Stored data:
*** Block opens ***

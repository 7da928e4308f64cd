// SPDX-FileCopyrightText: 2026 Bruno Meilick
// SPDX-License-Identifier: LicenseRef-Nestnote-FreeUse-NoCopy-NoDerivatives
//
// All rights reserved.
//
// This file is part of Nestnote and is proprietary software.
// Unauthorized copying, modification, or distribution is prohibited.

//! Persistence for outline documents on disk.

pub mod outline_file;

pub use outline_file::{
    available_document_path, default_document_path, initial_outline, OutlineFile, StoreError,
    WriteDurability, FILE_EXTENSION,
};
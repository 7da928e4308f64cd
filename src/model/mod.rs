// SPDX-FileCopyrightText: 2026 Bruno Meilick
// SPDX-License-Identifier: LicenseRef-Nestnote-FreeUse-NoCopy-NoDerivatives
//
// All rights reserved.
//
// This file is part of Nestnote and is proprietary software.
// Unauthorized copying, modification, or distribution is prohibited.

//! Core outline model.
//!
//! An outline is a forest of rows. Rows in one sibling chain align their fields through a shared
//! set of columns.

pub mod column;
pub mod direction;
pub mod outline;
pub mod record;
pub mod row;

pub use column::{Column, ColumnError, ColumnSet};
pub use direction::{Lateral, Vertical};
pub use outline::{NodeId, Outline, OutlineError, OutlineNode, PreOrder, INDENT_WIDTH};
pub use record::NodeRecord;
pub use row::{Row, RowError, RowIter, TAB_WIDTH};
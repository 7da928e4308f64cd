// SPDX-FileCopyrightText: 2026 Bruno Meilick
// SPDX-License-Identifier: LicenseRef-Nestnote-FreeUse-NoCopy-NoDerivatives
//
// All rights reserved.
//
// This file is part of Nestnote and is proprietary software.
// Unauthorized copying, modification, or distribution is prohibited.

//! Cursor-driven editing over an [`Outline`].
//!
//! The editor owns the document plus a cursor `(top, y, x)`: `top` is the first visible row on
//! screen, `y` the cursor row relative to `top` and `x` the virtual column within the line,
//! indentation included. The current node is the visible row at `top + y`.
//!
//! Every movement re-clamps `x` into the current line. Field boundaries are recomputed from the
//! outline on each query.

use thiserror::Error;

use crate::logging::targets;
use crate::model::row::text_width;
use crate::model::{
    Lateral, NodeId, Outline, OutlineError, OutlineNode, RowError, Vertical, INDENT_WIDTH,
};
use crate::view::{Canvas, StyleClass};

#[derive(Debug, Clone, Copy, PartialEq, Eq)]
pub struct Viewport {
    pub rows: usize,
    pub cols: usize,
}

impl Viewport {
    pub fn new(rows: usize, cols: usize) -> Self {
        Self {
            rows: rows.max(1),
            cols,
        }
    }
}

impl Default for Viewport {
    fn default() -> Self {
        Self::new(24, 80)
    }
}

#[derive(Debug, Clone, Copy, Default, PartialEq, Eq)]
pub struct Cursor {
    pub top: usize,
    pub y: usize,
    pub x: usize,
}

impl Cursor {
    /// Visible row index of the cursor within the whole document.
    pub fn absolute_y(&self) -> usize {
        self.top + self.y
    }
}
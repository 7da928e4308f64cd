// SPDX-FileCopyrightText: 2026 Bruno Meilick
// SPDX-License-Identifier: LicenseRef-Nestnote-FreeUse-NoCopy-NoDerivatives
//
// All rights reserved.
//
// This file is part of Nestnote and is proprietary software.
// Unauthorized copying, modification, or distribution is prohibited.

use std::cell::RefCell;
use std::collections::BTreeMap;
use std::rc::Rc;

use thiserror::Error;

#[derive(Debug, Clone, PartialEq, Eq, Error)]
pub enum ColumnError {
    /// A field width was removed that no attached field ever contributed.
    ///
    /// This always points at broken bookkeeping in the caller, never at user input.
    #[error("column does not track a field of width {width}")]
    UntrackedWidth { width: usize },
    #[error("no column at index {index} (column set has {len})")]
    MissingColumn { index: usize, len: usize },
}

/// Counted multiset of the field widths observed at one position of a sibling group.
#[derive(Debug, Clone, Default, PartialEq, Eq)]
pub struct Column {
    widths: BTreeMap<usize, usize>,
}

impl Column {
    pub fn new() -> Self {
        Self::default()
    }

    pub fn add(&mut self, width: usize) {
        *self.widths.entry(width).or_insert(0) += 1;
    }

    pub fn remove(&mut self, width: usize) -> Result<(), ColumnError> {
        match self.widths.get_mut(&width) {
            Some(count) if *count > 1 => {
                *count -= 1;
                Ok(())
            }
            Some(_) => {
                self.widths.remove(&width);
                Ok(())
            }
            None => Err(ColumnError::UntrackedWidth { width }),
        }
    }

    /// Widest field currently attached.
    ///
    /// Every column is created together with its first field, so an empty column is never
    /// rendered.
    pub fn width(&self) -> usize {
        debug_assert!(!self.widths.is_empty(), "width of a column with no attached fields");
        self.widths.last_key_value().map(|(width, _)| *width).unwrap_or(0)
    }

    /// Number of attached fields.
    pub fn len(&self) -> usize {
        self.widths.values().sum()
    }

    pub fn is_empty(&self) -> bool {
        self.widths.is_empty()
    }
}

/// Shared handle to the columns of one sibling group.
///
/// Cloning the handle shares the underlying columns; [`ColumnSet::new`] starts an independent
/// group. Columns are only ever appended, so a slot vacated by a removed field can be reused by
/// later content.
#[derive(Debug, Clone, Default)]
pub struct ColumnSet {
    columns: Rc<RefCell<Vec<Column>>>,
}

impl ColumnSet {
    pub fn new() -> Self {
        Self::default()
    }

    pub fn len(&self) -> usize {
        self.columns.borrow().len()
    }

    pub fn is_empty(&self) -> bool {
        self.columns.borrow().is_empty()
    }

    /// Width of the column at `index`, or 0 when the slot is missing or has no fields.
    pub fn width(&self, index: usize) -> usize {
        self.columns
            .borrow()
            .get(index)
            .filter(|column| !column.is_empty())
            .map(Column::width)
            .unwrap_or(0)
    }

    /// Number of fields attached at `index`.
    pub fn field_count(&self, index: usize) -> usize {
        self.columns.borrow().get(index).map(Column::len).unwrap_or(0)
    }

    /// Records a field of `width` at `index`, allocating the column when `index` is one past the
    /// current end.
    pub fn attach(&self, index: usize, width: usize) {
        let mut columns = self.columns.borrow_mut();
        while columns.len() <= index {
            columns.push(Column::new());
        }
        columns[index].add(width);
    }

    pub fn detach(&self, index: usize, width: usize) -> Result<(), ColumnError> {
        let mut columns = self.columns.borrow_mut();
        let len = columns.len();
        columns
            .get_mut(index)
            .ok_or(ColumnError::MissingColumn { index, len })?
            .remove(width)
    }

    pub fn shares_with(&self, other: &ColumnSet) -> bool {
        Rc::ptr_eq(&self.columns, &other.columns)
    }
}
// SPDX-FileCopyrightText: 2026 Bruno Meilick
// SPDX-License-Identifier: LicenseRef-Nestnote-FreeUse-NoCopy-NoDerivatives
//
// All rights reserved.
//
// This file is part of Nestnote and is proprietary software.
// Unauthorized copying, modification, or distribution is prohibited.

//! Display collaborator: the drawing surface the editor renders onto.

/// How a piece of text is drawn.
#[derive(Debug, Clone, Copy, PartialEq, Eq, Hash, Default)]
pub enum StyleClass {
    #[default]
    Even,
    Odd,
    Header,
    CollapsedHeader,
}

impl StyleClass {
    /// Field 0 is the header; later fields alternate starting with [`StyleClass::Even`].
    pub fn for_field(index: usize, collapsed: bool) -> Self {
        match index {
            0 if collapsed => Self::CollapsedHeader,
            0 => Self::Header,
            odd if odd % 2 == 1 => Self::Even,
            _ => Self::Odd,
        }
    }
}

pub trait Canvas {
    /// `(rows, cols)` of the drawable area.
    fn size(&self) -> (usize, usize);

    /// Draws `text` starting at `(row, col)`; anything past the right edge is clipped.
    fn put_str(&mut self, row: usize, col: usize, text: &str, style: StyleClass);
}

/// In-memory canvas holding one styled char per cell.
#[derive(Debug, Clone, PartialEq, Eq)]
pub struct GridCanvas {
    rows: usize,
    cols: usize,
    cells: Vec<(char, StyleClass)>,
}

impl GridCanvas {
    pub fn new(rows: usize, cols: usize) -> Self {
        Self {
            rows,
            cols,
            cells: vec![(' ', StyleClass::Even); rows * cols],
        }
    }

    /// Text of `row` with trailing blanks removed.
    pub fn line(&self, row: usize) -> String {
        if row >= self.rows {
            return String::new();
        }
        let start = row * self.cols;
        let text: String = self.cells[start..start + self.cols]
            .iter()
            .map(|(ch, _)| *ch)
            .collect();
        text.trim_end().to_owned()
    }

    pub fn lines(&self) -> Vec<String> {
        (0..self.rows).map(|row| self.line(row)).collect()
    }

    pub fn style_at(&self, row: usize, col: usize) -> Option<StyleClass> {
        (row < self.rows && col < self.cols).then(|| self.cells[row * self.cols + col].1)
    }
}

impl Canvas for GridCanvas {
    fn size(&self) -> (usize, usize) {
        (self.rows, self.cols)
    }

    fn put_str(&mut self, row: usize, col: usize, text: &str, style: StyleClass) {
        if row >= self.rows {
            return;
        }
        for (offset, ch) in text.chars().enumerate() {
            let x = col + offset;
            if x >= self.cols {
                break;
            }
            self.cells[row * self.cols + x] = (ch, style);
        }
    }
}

*** Block closes ***

■ WHAT TO PRODUCE: Pull every line containing "bool" from the data.

■ RESULT OF THE TASK:
    pub fn is_empty(&self) -> bool {
    pub fn is_empty(&self) -> bool {
    pub fn shares_with(&self, other: &ColumnSet) -> bool {
    pub fn for_field(index: usize, collapsed: bool) -> Self {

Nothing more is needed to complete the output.